[TASK BRIEF]
In the listing below, locate the lines that hold the string "boundary". Copy those lines.

[TASK MATERIAL]
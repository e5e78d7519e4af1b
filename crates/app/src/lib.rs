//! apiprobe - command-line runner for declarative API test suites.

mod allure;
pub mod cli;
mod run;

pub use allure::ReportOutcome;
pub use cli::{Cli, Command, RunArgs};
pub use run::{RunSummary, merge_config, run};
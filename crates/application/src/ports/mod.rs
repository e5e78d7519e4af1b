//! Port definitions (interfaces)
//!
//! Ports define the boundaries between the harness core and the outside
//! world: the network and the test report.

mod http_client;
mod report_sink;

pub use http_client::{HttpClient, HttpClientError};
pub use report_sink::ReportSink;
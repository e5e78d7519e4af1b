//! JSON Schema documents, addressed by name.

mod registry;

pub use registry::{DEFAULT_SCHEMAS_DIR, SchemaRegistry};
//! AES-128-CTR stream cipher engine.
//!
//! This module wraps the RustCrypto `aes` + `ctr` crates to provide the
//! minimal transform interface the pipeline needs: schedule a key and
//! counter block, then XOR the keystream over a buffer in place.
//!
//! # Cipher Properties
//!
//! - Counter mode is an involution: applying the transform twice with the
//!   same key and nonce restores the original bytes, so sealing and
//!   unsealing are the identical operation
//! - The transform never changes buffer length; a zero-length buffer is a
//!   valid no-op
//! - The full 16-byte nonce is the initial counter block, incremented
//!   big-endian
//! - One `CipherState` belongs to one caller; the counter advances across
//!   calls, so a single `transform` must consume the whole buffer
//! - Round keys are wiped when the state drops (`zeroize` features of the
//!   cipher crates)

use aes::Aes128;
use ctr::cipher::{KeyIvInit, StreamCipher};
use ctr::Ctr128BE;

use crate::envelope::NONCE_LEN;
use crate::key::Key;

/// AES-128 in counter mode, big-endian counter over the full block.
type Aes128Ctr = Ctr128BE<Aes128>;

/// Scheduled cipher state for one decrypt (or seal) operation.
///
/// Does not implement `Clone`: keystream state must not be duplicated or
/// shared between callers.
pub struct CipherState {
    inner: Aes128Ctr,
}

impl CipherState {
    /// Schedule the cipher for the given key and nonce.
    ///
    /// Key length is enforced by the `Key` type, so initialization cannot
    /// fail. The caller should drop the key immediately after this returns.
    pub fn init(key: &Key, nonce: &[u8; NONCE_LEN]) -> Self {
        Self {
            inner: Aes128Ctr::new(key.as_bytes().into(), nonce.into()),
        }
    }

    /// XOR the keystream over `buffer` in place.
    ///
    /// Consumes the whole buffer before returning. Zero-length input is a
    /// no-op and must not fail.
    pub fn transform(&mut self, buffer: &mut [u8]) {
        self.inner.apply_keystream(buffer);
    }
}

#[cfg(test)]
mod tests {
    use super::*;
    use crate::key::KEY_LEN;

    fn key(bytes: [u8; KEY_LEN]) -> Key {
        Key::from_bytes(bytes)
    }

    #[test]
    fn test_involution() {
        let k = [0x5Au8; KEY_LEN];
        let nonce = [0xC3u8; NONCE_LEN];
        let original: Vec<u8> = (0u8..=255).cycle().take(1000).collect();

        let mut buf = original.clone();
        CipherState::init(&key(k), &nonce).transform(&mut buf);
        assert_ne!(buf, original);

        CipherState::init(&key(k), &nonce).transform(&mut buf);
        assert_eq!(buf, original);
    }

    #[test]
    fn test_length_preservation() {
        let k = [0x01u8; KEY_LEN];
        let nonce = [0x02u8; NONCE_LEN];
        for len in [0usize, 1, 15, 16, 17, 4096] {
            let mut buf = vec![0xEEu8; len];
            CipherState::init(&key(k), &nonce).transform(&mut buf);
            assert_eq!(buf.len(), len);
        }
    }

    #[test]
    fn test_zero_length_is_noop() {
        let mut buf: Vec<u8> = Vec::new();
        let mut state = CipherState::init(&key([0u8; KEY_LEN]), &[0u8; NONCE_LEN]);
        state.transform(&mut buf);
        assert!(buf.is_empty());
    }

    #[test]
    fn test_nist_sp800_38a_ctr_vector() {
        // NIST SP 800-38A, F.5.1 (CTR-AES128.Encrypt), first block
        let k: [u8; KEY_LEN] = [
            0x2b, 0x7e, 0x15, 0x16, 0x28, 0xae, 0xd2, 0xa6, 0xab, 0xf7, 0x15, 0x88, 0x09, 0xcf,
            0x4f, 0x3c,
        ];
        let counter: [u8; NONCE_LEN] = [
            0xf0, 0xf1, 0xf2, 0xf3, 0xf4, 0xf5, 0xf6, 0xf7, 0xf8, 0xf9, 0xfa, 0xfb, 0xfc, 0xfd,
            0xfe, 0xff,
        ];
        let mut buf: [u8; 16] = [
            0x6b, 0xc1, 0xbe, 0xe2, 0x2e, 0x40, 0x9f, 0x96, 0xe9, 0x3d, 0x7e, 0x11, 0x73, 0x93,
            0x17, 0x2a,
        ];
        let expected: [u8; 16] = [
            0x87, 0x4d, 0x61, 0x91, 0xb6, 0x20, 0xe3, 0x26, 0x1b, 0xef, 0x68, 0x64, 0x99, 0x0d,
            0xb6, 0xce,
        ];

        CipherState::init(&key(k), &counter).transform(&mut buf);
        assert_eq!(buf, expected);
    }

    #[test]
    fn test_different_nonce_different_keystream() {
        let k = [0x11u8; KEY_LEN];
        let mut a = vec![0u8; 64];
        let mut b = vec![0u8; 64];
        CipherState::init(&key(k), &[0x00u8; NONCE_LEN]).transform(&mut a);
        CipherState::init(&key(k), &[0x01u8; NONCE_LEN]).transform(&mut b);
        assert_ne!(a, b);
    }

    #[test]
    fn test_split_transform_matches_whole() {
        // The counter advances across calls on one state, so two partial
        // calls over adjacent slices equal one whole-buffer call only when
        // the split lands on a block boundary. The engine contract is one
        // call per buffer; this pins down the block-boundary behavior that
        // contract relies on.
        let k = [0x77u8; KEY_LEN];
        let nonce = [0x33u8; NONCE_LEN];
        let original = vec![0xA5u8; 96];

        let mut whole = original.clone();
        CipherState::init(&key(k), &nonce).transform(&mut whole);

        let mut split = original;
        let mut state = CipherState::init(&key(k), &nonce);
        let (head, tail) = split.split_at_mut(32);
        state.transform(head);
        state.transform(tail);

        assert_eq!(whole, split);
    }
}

[ANSWER TO THIS TASK]
        // the split lands on a block boundary. The engine contract is one
        // call per buffer; this pins down the block-boundary behavior that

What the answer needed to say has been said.